What is our primary use case?
Enterprise Data Warehouse and enterprise data staging. Automation and documentation of all data warehousing processes.
How has it helped my organization?
It did not pass usability, reliability, sustainability or performance tests so there was no potential benefit other than minor documentation advantages over the current automated documentation solution.
What is most valuable?
Documentation has excellent potential as it provides the capability to generate data lineage and a complete set of rich documentation and output in multiple formats.
The tool supports multiple target update methods.
Support for multiple design methodologies including Data Vault.
What needs improvement?
In my opinion, the tool requires a much different architectural approach to be effective. It has fundamental architectural flaws that prevent it from being a practical solution for even moderate volumes of data.

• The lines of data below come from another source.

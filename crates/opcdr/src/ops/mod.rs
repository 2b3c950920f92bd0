// SPDX-License-Identifier: Apache-2.0 OR MIT
// Copyright (c) 2025-2026 naskel.com

//! Instruction set of the marshalling engine.
//!
//! An instruction stream is a flat `u32` word array. Each instruction starts with
//! an opcode word:
//!
//! ```text
//!  31      24 23      16 15       8 7        0
//! +----------+----------+----------+----------+
//! |  opcode  |   type   | subtype  |  flags   |
//! +----------+----------+----------+----------+
//! ```
//!
//! followed by the field index and, depending on the type, an element count, a
//! string bound and/or a sub-stream index (always in that order, stream last).
//!
//! Sub-streams live in an [`OpArena`]; stream 0 is the root. A reference to a
//! nested structure is the arena index of its stream, never a pointer.
//!
//! # Example
//!
//! ```
//! use opcdr::ops::*;
//!
//! let words = [
//!     OP_ADR | TYPE_2BY | FLAG_SGN | FLAG_KEY, 0,
//!     OP_ADR | TYPE_ARR | SUBTYPE_4BY | FLAG_FP, 1, 750,
//!     OP_RTS,
//! ];
//! let Op::Field(insn) = Op::decode(0, &words, 0).unwrap() else { unreachable!() };
//! assert!(insn.key);
//! assert_eq!(insn.shape, Shape::Single(Leaf::Prim(PrimKind::I16)));
//! assert_eq!(insn.len, 2);
//! ```

mod builder;
mod disasm;

pub use builder::{encode_instruction, OpsBuilder};
pub use disasm::disassemble;

use serde::{Deserialize, Serialize};

use crate::error::ConfigError;

/// Index of a stream inside an [`OpArena`].
pub type StreamId = u32;

/// Root stream of every descriptor.
pub const ROOT_STREAM: StreamId = 0;

// =======================================================================
// Word encoding
// =======================================================================

/// Terminator: ends the current stream.
pub const OP_RTS: u32 = 0x00 << 24;
/// Field access.
pub const OP_ADR: u32 = 0x01 << 24;

/// Raw type codes (bits 16-23 as type, bits 8-15 as subtype).
pub const VAL_1BY: u32 = 0x01;
pub const VAL_2BY: u32 = 0x02;
pub const VAL_4BY: u32 = 0x03;
pub const VAL_8BY: u32 = 0x04;
pub const VAL_STR: u32 = 0x05;
pub const VAL_BST: u32 = 0x06;
pub const VAL_SEQ: u32 = 0x07;
pub const VAL_ARR: u32 = 0x08;
pub const VAL_STU: u32 = 0x0a;
pub const VAL_BOO: u32 = 0x0b;

pub const TYPE_1BY: u32 = VAL_1BY << 16;
pub const TYPE_2BY: u32 = VAL_2BY << 16;
pub const TYPE_4BY: u32 = VAL_4BY << 16;
pub const TYPE_8BY: u32 = VAL_8BY << 16;
pub const TYPE_STR: u32 = VAL_STR << 16;
pub const TYPE_BST: u32 = VAL_BST << 16;
pub const TYPE_SEQ: u32 = VAL_SEQ << 16;
pub const TYPE_ARR: u32 = VAL_ARR << 16;
pub const TYPE_STU: u32 = VAL_STU << 16;
pub const TYPE_BOO: u32 = VAL_BOO << 16;

pub const SUBTYPE_1BY: u32 = VAL_1BY << 8;
pub const SUBTYPE_2BY: u32 = VAL_2BY << 8;
pub const SUBTYPE_4BY: u32 = VAL_4BY << 8;
pub const SUBTYPE_8BY: u32 = VAL_8BY << 8;
pub const SUBTYPE_STR: u32 = VAL_STR << 8;
pub const SUBTYPE_BST: u32 = VAL_BST << 8;
pub const SUBTYPE_STU: u32 = VAL_STU << 8;
pub const SUBTYPE_BOO: u32 = VAL_BOO << 8;

/// Field contributes to the structure's identity.
pub const FLAG_KEY: u32 = 0x01;
/// Scalar is signed.
pub const FLAG_SGN: u32 = 0x02;
/// Scalar is an IEEE-754 float.
pub const FLAG_FP: u32 = 0x04;

const FLAG_MASK: u32 = FLAG_KEY | FLAG_SGN | FLAG_FP;

/// Attribute bits of an instruction word.
#[derive(Debug, Clone, Copy, PartialEq, Eq, Hash, Default)]
pub struct OpFlags(pub u32);

impl OpFlags {
    pub const KEY: Self = Self(FLAG_KEY);
    pub const SGN: Self = Self(FLAG_SGN);
    pub const FP: Self = Self(FLAG_FP);

    pub const fn empty() -> Self {
        Self(0)
    }

    pub const fn contains(self, other: Self) -> bool {
        self.0 & other.0 == other.0
    }

    pub const fn bits(self) -> u32 {
        self.0
    }
}

impl std::ops::BitOr for OpFlags {
    type Output = Self;

    fn bitor(self, rhs: Self) -> Self {
        Self(self.0 | rhs.0)
    }
}

// =======================================================================
// Decoded view
// =======================================================================

/// Scalar kinds addressable by the 1/2/4/8-byte type codes.
#[derive(Debug, Clone, Copy, PartialEq, Eq, Hash)]
pub enum PrimKind {
    U8,
    I8,
    U16,
    I16,
    U32,
    I32,
    U64,
    I64,
    F32,
    F64,
}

The largest issue is that it violates the most basic database data-movement physics through its reliance upon the infamous RBAR or "row by agonizing row" cursor operations within Tsql. In contrast, efficient database apply operations to whole sets of data rather than row by row achieved through Sql joins and set based queries. Note that this is a common problem with code generators as they end up trading scalability for flexibility. Ironically this also makes them unable to take advantage of the much touted "push down" operations that is one of their big selling points. This tool avoids the traditional lookup ETL lookup cache component issue (sometimes referred to as blocking transactions) - that much is true. However it ends up doing something similar but just within the database and with no easy way to override it. Experienced ETL developers know not to do any blocking transactions or RBAR if they can possibly help it. And with traditional ETL tools you either take advantage of built-in push-down capabilities or pre-join the data in views or data sources to avoid this kind issue.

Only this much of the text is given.